Remember: always try to obtain consent from relevant stakeholders before performing any destructive operations on the data itself.

Paging

If the first alert is a page, this would suggest that there has been a rapid increase in disk space consumption and that action may be required urgently in order to prevent the cluster reaching 100% of capacity.

Try to find out any causes of rapid growth, before rectifying them by moving data away from HDFS or by deleting it.

You can check the HDFS audit logs. Each of the masters (an-master1003 and an-master1002) retains a real-time log of actions performed. (e.g. create, delete, setPermission) These files are located at /var/log/hadoop-hdfs/hdfs-audit.log

Check the YARN web interface for any unusual jobs running that might be producing data at a rapid rate.
Check for any user jobs running on the stat boxes, which might have high network I/O if they are in the process of writing data to HDFS.
Check for any unusual behaviour from an-launcher1002 which might indicate a problem with a regular scheduled task.

An invocation of hdfs -du such as the following can be used to obtain information about the use of space. This example will list the 30 largest entries of a given path (/user), in reverse order of size.

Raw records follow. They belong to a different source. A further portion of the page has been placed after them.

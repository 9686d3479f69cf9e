//! Discovery and plan inspection commands.

use std::path::Path;

use anyhow::Result;
use owo_colors::OwoColorize;
use polybundle_core::Package;

use crate::formatting::{
    print_package_table, print_plan_table, print_section_header, print_warning,
};

use super::Workspace;

pub fn cmd_plan(workspace: &Workspace, packages: Vec<String>, json: bool) -> Result<()> {
    let packages = workspace.load_packages(&packages)?;

    if json {
        println!("{}", serde_json::to_string_pretty(&packages)?);
        return Ok(());
    }

    print_section_header("[Build Plan]");

    if packages.is_empty() {
        print_warning("No packages found");
        println!();
        return Ok(());
    }

    for pkg in &packages {
        println!(
            "  {} {}",
            pkg.display_name().bold().white(),
            format!("({})", pkg.path.display()).bright_black()
        );

        if pkg.configs.is_empty() {
            println!("    {}", "nothing to build".bright_black());
            println!();
            continue;
        }

        let base = &pkg.path;
        let rows: Vec<_> = pkg
            .configs
            .iter()
            .flat_map(|config| {
                config.outputs.iter().map(move |output| {
                    (
                        config.bundler.kind().to_string(),
                        output.format.to_string(),
                        relative_to(&output.file, base),
                        output_notes(output),
                    )
                })
            })
            .collect();
        print_plan_table(&rows);
        println!();
    }

    Ok(())
}

pub fn cmd_list(workspace: &Workspace, json: bool) -> Result<()> {
    let packages = workspace.load_packages(&[])?;

    if json {
        let entries: Vec<_> = packages
            .iter()
            .map(|pkg| {
                serde_json::json!({
                    "name": pkg.name,
                    "path": pkg.path,
                    "configs": pkg.configs.len(),
                })
            })
            .collect();
        println!("{}", serde_json::to_string_pretty(&entries)?);
        return Ok(());
    }

    print_section_header("[Packages]");

    if packages.is_empty() {
        print_warning("No packages found");
    } else {
        println!(
            "  {} Found {} {}",
            "OK".green(),
            packages.len().to_string().bold().cyan(),
            "packages".bold()
        );
        println!();
        let rows: Vec<_> = packages.iter().map(package_row).collect();
        print_package_table(&rows);
    }
    println!();

    Ok(())
}

fn package_row(pkg: &Package) -> (String, String, usize) {
    (
        pkg.display_name(),
        pkg.path.display().to_string(),
        pkg.configs.len(),
    )
}

fn relative_to(file: &Path, base: &Path) -> String {
    file.strip_prefix(base)
        .unwrap_or(file)
        .display()
        .to_string()
}

fn output_notes(output: &polybundle_core::OutputTarget) -> String {
    let mut notes = Vec::new();
    if output.exports.is_some() {
        notes.push("named exports".to_string());
    }
    if let Some(name) = &output.name {
        notes.push(format!("global {}", name));
    }
    if output.sourcemap {
        notes.push("sourcemap".to_string());
    }
    if !output.globals.is_empty() {
        let externals = output
            .globals
            .iter()
            .map(|(module, global)| format!("{} -> {}", module, global))
            .collect::<Vec<_>>()
            .join(", ");
        notes.push(format!("externals: {}", externals));
    }
    notes.join("; ")
}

btullis@an-launcher1002:~$ sudo -u hdfs kerberos-run-command hdfs hdfs dfs -du -h /user | awk '{print $1$2,$3}' | sort -hr | head -n 30

Critical

If the first alert is critical it would imply that the cluster has dropped suddenly to less than 10% of capacity free, which is a cause for significant concern. However it may not require immediate action to clear space. The cluster can still operate efficiently at this level of utilization. The same practices as for a paging level alert apply, so work shoud be tracked via a ticket, the rate of change should be assessed from the Hadoop Dashboard in Grafana and any obvious causes for a sudden increase in utilization should be investigated as soon as practicable.

If the rate of growth is low then investigation should move toward finding where capacity might be freed. It is likely that you would need to contact the owners of any particularly large and/or stale data in order to enquire whether it can be removed or archived to a different location.

Warning

A warning level alert indicates that the threshold value of 15% free capacity has been breached, however it does not necessarily indicate that any data needs to be deleted immediately. This could be a transient condition or it could be an indicator that the capacity of the cluster needs to be expanded. Create a ticket for the investigation and check the rate of growth from the Hadoop Dashboard in Grafana. If the rate of growth is low then perhaps the priority and courses of action could be assessed during weekly team meetings.

Unhealthy Yarn Nodemanagers

On every hadoop worker node there is a daemon called Yarn Nodemanager, that is responsible to manage vcores and memory on behalf of the Resource manager. If multiple Nodemanager are down, it means that jobs are probably not scheduled on the affected nodes, reducing the performances of the cluster. Check the https://yarn.wikimedia.org/cluster/nodes/unhealthy page to see what nodes are affected, and ssh on them to check the Nodemanager's logs (/var/log/hadoop-yarn/..)

HDFS Namenode backup age

On the HDFS Namenode standby host (an-master1004.eqiad.wmnet) we run a systemd timer called hadoop-namenode-backup-fetchimage that periodically executes hdfs dfsadmin -fetchImage. The hdfs command pulls the most recent HDFS FSImage from the HDFS Namenode active host (an-master1003.eqiad.wmnet) and saves it under a specific directory. Please ssh to an-master1004 and check the logs of the timer with journalctl -u hadoop-namenode-backup-fetchimage to see what is the current problem.

HDFS Namenode process

There are two HDFS Namenodes for the main cluster, running on an-master100[3,4].eqiad.wmnet. The control the metadata and the state of the distributed file system, and they also handle client traffic. They are basically the head of the HDFS file system, without them no read/write operation can be performed on HDFS. Usually they are both up, one in state active and the other one in state standby, and you can check them via:

elukey@an-master1003:~$  sudo -u hdfs /usr/bin/hdfs haadmin -getServiceState an-master1003-eqiad-wmnet
active
elukey@an-master1003:~$  sudo -u hdfs /usr/bin/hdfs haadmin -getServiceState an-master1004-eqiad-wmnet
standby

If one of them goes down, there are two use cases:

It is the active, so a failover happens and the previous standby is elected the new active.
It is the standby, so no failover happening.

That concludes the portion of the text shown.